Guest post: How climate scientists should handle ‘hot models’

Wednesday 4 May 2022

The latest “CMIP6” generation of climate models includes a subset of “hot models” that point towards much greater warming than expected.

These models have high climate sensitivity, a measure of how much the planet warms in response to rising atmospheric carbon dioxide (CO2) concentrations.

Yet multiple lines of evidence based on observations and our understanding of planetary physics suggest we can confidently narrow the range of climate sensitivity and, crucially, give less weight to high-end estimates.

The recent sixth assessment report (AR6) from the Intergovernmental Panel on Climate Change (IPCC) reconciled these findings with the idea of “assessed global warming” – warming projections that combine model results with observational constraints.

While giving a more realistic picture of future warming, this approach has created a problem for scientists wishing to study climate impacts and adaptation, particularly at local or regional scales, based on daily or monthly extremes, or on non-temperature variables such as rainfall.

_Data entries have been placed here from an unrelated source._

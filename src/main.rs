//! hexaphonic - spatial cue player with a rotating listener.
//! Uses winit + glutin + glow + imgui-rs for the GUI.

use std::path::PathBuf;

use clap::Parser;
use hexaphonic::app::{App, AppEvent};
use hexaphonic::ui::GuiState;
use tracing::{error, warn};
use winit::application::ApplicationHandler;
use winit::event::WindowEvent;
use winit::event_loop::{ActiveEventLoop, EventLoop};
use winit::window::WindowId;

#[derive(Parser)]
#[command(version, about = "Spatial cue player")]
struct Args {
    /// Show file to open at startup.
    show: Option<PathBuf>,
}

struct AppState {
    app: Option<App>,
    show: Option<PathBuf>,
}

impl ApplicationHandler for AppState {
    fn resumed(&mut self, event_loop: &ActiveEventLoop) {
        if self.app.is_some() {
            return;
        }

        let mut gui = GuiState::new();
        if let Some(path) = &self.show {
            match gui.controller.load_show(path) {
                Ok(()) => gui.status = format!("Loaded {}", path.display()),
                Err(e) => {
                    warn!(path = %path.display(), error = %e, "could not open show");
                    gui.status = format!("Load error: {e}");
                }
            }
        }
        match App::open(event_loop, 1100.0, 760.0, gui) {
            Ok(app) => self.app = Some(app),
            Err(e) => {
                error!(error = %e, "cannot open window");
                event_loop.exit();
            }
        }
    }

    fn window_event(
        &mut self,
        event_loop: &ActiveEventLoop,
        window_id: WindowId,
        event: WindowEvent,
    ) {
        let Some(app) = &mut self.app else { return };
        match app.window_event(window_id, event) {
            Ok(AppEvent::CloseRequested) => event_loop.exit(),
            Ok(_) => {}
            Err(e) => {
                error!(error = %e, "frame failed");
                app.gui.controller.stop();
                event_loop.exit();
            }
        }
    }

    fn about_to_wait(&mut self, _event_loop: &ActiveEventLoop) {
        // Redraw continuously: every frame pumps audio and advances rotation.
        if let Some(app) = &self.app {
            app.window().request_redraw();
        }
    }
}

fn main() {
    tracing_subscriber::fmt().init();
    let args = Args::parse();

    let event_loop = EventLoop::new().expect("Failed to create event loop");
    let mut state = AppState {
        app: None,
        show: args.show,
    };
    event_loop.run_app(&mut state).expect("Event loop failed");
}
//! Gain ramps anchored to the audio clock.
//!
//! A ramp never stores its current value. The value is re-derived from the
//! audio time on every read, so dropped or late frames cannot accumulate
//! drift and an expired ramp simply reads as its target.

/// Shape of a gain transition.
#[derive(Clone, Copy, Debug, Default, PartialEq)]
pub enum RampCurve {
    /// Straight line from start to target.
    #[default]
    Linear,
    /// Exponential curve. 0.0 = linear, >0 = starts slow, <0 = starts fast.
    Exponential(f32),
}

/// Interpolate between two values using the given curve at position `t` (0.0..=1.0).
pub fn interpolate(curve: RampCurve, from: f32, to: f32, t: f32) -> f32 {
    let factor = match curve {
        RampCurve::Linear => t,
        RampCurve::Exponential(k) => {
            if k.abs() < 1e-6 {
                t
            } else {
                (libm::expf(k * t) - 1.0) / (libm::expf(k) - 1.0)
            }
        }
    };
    from + (to - from) * factor
}

/// An in-flight interpolation of one speaker's gain.
#[derive(Clone, Copy, Debug, PartialEq)]
pub struct TransitionRamp {
    pub from: f32,
    pub to: f32,
    /// Audio time (seconds) the ramp starts.
    pub start: f64,
    /// Audio time (seconds) the ramp reaches `to`.
    pub end: f64,
    pub curve: RampCurve,
}

impl TransitionRamp {
    /// A ramp that has already settled at `value`.
    pub fn settled(value: f32) -> Self {
        let value = value.clamp(0.0, 1.0);
        Self {
            from: value,
            to: value,
            start: 0.0,
            end: 0.0,
            curve: RampCurve::Linear,
        }
    }

    /// Ramp from `from` to `to` starting at `start` and lasting `duration` seconds.
    pub fn new(from: f32, to: f32, start: f64, duration: f64, curve: RampCurve) -> Self {
        Self {
            from: from.clamp(0.0, 1.0),
            to: to.clamp(0.0, 1.0),
            start,
            end: start + duration.max(0.0),
            curve,
        }
    }

    /// `(now - start) / (end - start)` clamped to [0, 1].
    pub fn progress(&self, now: f64) -> f32 {
        if self.end <= self.start {
            return 1.0;
        }
        ((now - self.start) / (self.end - self.start)).clamp(0.0, 1.0) as f32
    }

    /// Gain at audio time `now`, always within [0, 1].
    pub fn value_at(&self, now: f64) -> f32 {
        let t = self.progress(now);
        if t >= 1.0 {
            return self.to;
        }
        interpolate(self.curve, self.from, self.to, t).clamp(0.0, 1.0)
    }

    pub fn is_complete(&self, now: f64) -> bool {
        now >= self.end
    }
}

In a new comment in Nature, we propose a set of simple approaches to this problem so that studies on climate impacts and adaptation can avoid giving too much weight to “hot models”.

§ Assessed warming

In the lead-up to the IPCC AR6, the report’s authors faced a dilemma.

On one hand, a new generation of models (CMIP6) had recently been released and showed a notably larger range of climate sensitivity – how much the planet warms in response to increasing atmospheric CO2 concentration – with a number of models running much hotter and showing greater levels of future warming than those in the prior generation.

On the other hand, a sizable number of studies were being released suggesting that the very high sensitivity subset of new climate models did a poor job of reproducing historical temperatures, and those tested had trouble simulating the conditions of the last ice age.

A community review of climate sensitivity came out – Sherwood et al 2020 – using multiple lines of evidence from historical observations, paleoclimate proxy records of the Earth’s more distant past and physical process models to show that the range of climate sensitivity should be narrowed, not expanded.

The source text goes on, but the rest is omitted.